Joy Tivy FRSE FRSGS FIB (1924-1995) was a 20th century Irish physical geographer at the University of Glasgow. She specialised in biogeography and has been credited for having helped raise the profile of biogeography as a distinct sub-discipline of geography. She published over 40 papers, books and reports and she was often asked to advise government agencies and other organisations. She was a strong advocate of the importance of field studies for providing essential skills for geography graduates. Her capacity as a teacher was as highly regarded as her research — she was known to be enthusiastic and engaging to a wide range of audiences - a medal has been created by the Royal Scottish Geographical Society in honour of her commitment to Geographical Education and Teaching.

==Life==
Joy Tivy was born in Carlow, Ireland on 24 August 1924.

She commenced studies at the University College Dublin in 1942 where she studied geography as her primary subject with botany and geology as her secondary areas. She excelled as an undergraduate most notably scoring highest in highly competitive exams in 1944, which granted her status as a Scholar. She graduated with first class honours in 1946 and after a brief period of teaching at the University of Leeds she accepted a position at the University of Edinburgh where she completed her doctorate. Her PhD thesis was entitled, A study of the effect of physical factors on the vegetation of hill grazings in selected areas of southern Scotland, p. 55. In 1956 she moved to the University of Glasgow where she stayed for the rest of her career (she retired in 1989). She was the second female to be awarded at professorship at the University of Glasgow in 1976 and was head of the Department of Geography and Topographic Science.

In 1984 she was elected a Fellow of the Royal Society of Edinburgh. Her proposers were John Lenihan, William Whigham Fletcher, Donald Michie, S. G. Checkland, Lord Cameron, and Wreford Watson. She was also elected a Fellow of the Institute of Biology (FIB).

Following retirement in 1984 she was elected a Fellow of the Royal Scottish Geographical Society (FRSGS).

She was actively involved in the Scottish Field Studies Association, with 10 years as chairperson and served as the editor of Scottish Geographical Magazine for a decade.

She died on 10 July 1995.

==Recognition==

The RSGS established the Joy Tivy Education Medal in her honour, which is awarded annually "in recognition of an outstanding contribution to geographical education".

== Publications ==
These are some of her most notable books:
- Agricultural Ecology.
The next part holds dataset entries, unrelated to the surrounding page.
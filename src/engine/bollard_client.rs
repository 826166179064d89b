use async_trait::async_trait;
use bollard::query_parameters::{EventsOptions, InspectContainerOptions, ListContainersOptions};
use bollard::Docker;
use chrono::{DateTime, Utc};
use futures_util::stream::StreamExt;
use std::collections::HashMap;
use std::pin::Pin;
use tracing::{debug, warn};

use crate::error::{HealthmonError, Result};
use crate::types::{Healthcheck, HealthStatus, InspectSnapshot, Role};

use super::{EngineClient, EngineContainerRef, EngineMessage};

/// The default capability set every container gets unless `cap_drop`
/// removes it; `cap_add` adds on top. Mirrors the Linux container runtime's
/// well-known default bounding set.
const DEFAULT_CAPS: &[&str] = &[
    "CHOWN",
    "DAC_OVERRIDE",
    "FSETID",
    "FOWNER",
    "MKNOD",
    "NET_RAW",
    "SETGID",
    "SETUID",
    "SETFCAP",
    "SETPCAP",
    "NET_BIND_SERVICE",
    "SYS_CHROOT",
    "KILL",
    "AUDIT_WRITE",
];

/// Concrete `EngineClient` backed by a live Docker-compatible engine socket
/// (`Docker::connect_with_local_defaults`, `bollard::query_parameters`).
pub struct BollardEngine {
    docker: Docker,
    events: Pin<Box<dyn futures_util::Stream<Item = bollard::errors::Result<bollard::models::EventMessage>> + Send>>,
}

impl BollardEngine {
    pub fn connect(host: &str) -> Result<Self> {
        let docker = connect(host)?;
        let events = build_event_stream(&docker);
        Ok(Self { docker, events })
    }

    fn reconnect_events(&mut self) {
        self.events = build_event_stream(&self.docker);
    }
}

fn connect(host: &str) -> Result<Docker> {
    let docker = if host == "local" || host.is_empty() {
        Docker::connect_with_local_defaults()
    } else if host.starts_with("unix://") {
        Docker::connect_with_socket(host.trim_start_matches("unix://"), 120, bollard::API_DEFAULT_VERSION)
    } else if host.starts_with("tcp://") || host.starts_with("http://") {
        Docker::connect_with_http(host, 120, bollard::API_DEFAULT_VERSION)
    } else {
        Docker::connect_with_local_defaults()
    };
    docker.map_err(|e| HealthmonError::EngineStream(e.to_string()))
}

fn build_event_stream(
    docker: &Docker,
) -> Pin<Box<dyn futures_util::Stream<Item = bollard::errors::Result<bollard::models::EventMessage>> + Send>> {
    let mut filters = HashMap::new();
    filters.insert("type".to_string(), vec!["container".to_string()]);
    let options = EventsOptions {
        filters: Some(filters),
        ..Default::default()
    };
    Box::pin(docker.events(Some(options)))
}

#[async_trait]
impl EngineClient for BollardEngine {
    async fn next_event(&mut self) -> Option<Result<EngineMessage>> {
        match self.events.next().await {
            Some(Ok(event)) => Some(Ok(to_engine_message(event))),
            Some(Err(e)) => {
                warn!(error = %e, "engine event stream error, will reconnect on next poll");
                self.reconnect_events();
                Some(Err(HealthmonError::EngineStream(e.to_string())))
            }
            None => None,
        }
    }

    async fn list(&self) -> Result<Vec<EngineContainerRef>> {
        let options = Some(ListContainersOptions {
            all: true,
            ..Default::default()
        });
        let containers = self
            .docker
            .list_containers(options)
            .await
            .map_err(|e| HealthmonError::EngineStream(e.to_string()))?;

        Ok(containers
            .into_iter()
            .map(|c| EngineContainerRef {
                id: c.id.unwrap_or_default(),
                names: c
                    .names
                    .unwrap_or_default()
                    .into_iter()
                    .map(|n| n.trim_start_matches('/').to_string())
                    .collect(),
            })
            .collect())
    }

    async fn inspect(&self, id: &str) -> Result<Option<InspectSnapshot>> {
        match self
            .docker
            .inspect_container(id, None::<InspectContainerOptions>)
            .await
        {
            Ok(inspect) => Ok(Some(to_snapshot(inspect))),
            Err(bollard::errors::Error::DockerResponseServerError { status_code: 404, .. }) => {
                Ok(None)
            }
            Err(e) => Err(HealthmonError::Inspect {
                id: id.to_string(),
                source: e,
            }),
        }
    }
}

fn to_engine_message(event: bollard::models::EventMessage) -> EngineMessage {
    let message_type = event
        .typ
        .map(|t| format!("{t:?}").to_lowercase())
        .unwrap_or_default();
    let action = event.action.unwrap_or_default();
    let (actor_id, attributes) = match event.actor {
        Some(actor) => (actor.id.unwrap_or_default(), actor.attributes.unwrap_or_default()),
        None => (String::new(), HashMap::new()),
    };
    let time = event
        .time
        .and_then(|secs| DateTime::<Utc>::from_timestamp(secs, 0));

    debug!(action = %action, actor_id = %actor_id, "engine event observed");

    EngineMessage {
        message_type,
        action,
        actor_id,
        attributes,
        time,
    }
}

fn to_snapshot(inspect: bollard::models::ContainerInspectResponse) -> InspectSnapshot {
    let state = inspect.state.unwrap_or_default();
    let host_config = inspect.host_config.unwrap_or_default();
    let config = inspect.config.unwrap_or_default();

    let image_ref = config.image.clone().unwrap_or_default();
    let (image, image_tag) = split_image_ref(&image_ref);

    let cap_add: Vec<String> = host_config.cap_add.unwrap_or_default();
    let cap_drop: Vec<String> = host_config.cap_drop.unwrap_or_default();
    let mut caps: Vec<String> = DEFAULT_CAPS
        .iter()
        .map(|s| s.to_string())
        .filter(|c| !cap_drop.iter().any(|d| d.eq_ignore_ascii_case(c) || d == "ALL"))
        .collect();
    for add in cap_add {
        if !caps.iter().any(|c| c.eq_ignore_ascii_case(&add)) {
            caps.push(add);
        }
    }
    caps.sort();

    let no_new_privileges = host_config
        .security_opt
        .unwrap_or_default()
        .iter()
        .any(|opt| opt.starts_with("no-new-privileges"));

    let health = state.health;
    let health_status = health
        .as_ref()
        .and_then(|h| h.status.as_ref())
        .map(|s| HealthStatus::from_engine_token(&format!("{s:?}").to_lowercase()))
        .unwrap_or_default();
    let health_failing_streak = health.as_ref().and_then(|h| h.failing_streak).unwrap_or(0);

    let healthcheck = config.healthcheck.map(|hc| Healthcheck {
        test: hc.test.unwrap_or_default(),
        interval_ns: hc.interval.unwrap_or(0),
        timeout_ns: hc.timeout.unwrap_or(0),
        start_period_ns: hc.start_period.unwrap_or(0),
        start_interval_ns: hc.start_interval.unwrap_or(0),
        retries: hc.retries.unwrap_or(0),
    });

    let auto_restart_policy = host_config
        .restart_policy
        .and_then(|rp| rp.name)
        .map(|n| format!("{n:?}").to_lowercase());

    let role = if config
        .labels
        .unwrap_or_default()
        .get("healthmon.role")
        .map(|v| v == "service")
        .unwrap_or(true)
    {
        Role::Service
    } else {
        Role::Task
    };

    InspectSnapshot {
        container_id: inspect.id.unwrap_or_default(),
        image,
        image_tag,
        image_id: inspect.image.unwrap_or_default(),
        created_at: inspect.created.as_deref().and_then(parse_rfc3339),
        started_at: state.started_at.as_deref().and_then(parse_rfc3339),
        status: state
            .status
            .map(|s| format!("{s:?}").to_lowercase())
            .unwrap_or_default(),
        role,
        user: config.user.unwrap_or_default(),
        caps,
        read_only: host_config.readonly_rootfs.unwrap_or(false),
        no_new_privileges,
        health_status,
        health_failing_streak,
        healthcheck,
        auto_restart_policy,
    }
}

fn split_image_ref(image_ref: &str) -> (String, String) {
    // image refs that are already resolved to a digest carry no tag to split.
    if image_ref.contains('@') {
        return (image_ref.to_string(), String::new());
    }
    match image_ref.rsplit_once(':') {
        Some((repo, tag)) if !tag.contains('/') => (repo.to_string(), tag.to_string()),
        _ => (image_ref.to_string(), "latest".to_string()),
    }
}

fn parse_rfc3339(s: &str) -> Option<DateTime<Utc>> {
    DateTime::parse_from_rfc3339(s)
        .ok()
        .map(|dt| dt.with_timezone(&Utc))
        .filter(|dt| dt.timestamp() > 0)
}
Tivy, Joy. 1990. Longman Scientific and Technical.
- Biogeography: A Study of Plants in the Ecosphere. Tivy, Joy. 1993. Routledge.
- Human Impact on the Ecosystem (Conceptual frameworks in geography). Tivy, Joy. O'Hare, G. 1982. Oliver & Boyd.
- The Organic Resources of Scotland. Tivy, Joy. 1973. Edinburgh: Oliver and Boyd.
- The Glasgow region: a general survey. Eds. Ronald Miller and Joy Tivy. 1958. Edinburgh: T. & A. Constable.

She has 33 papers listed on ISI Web of Science.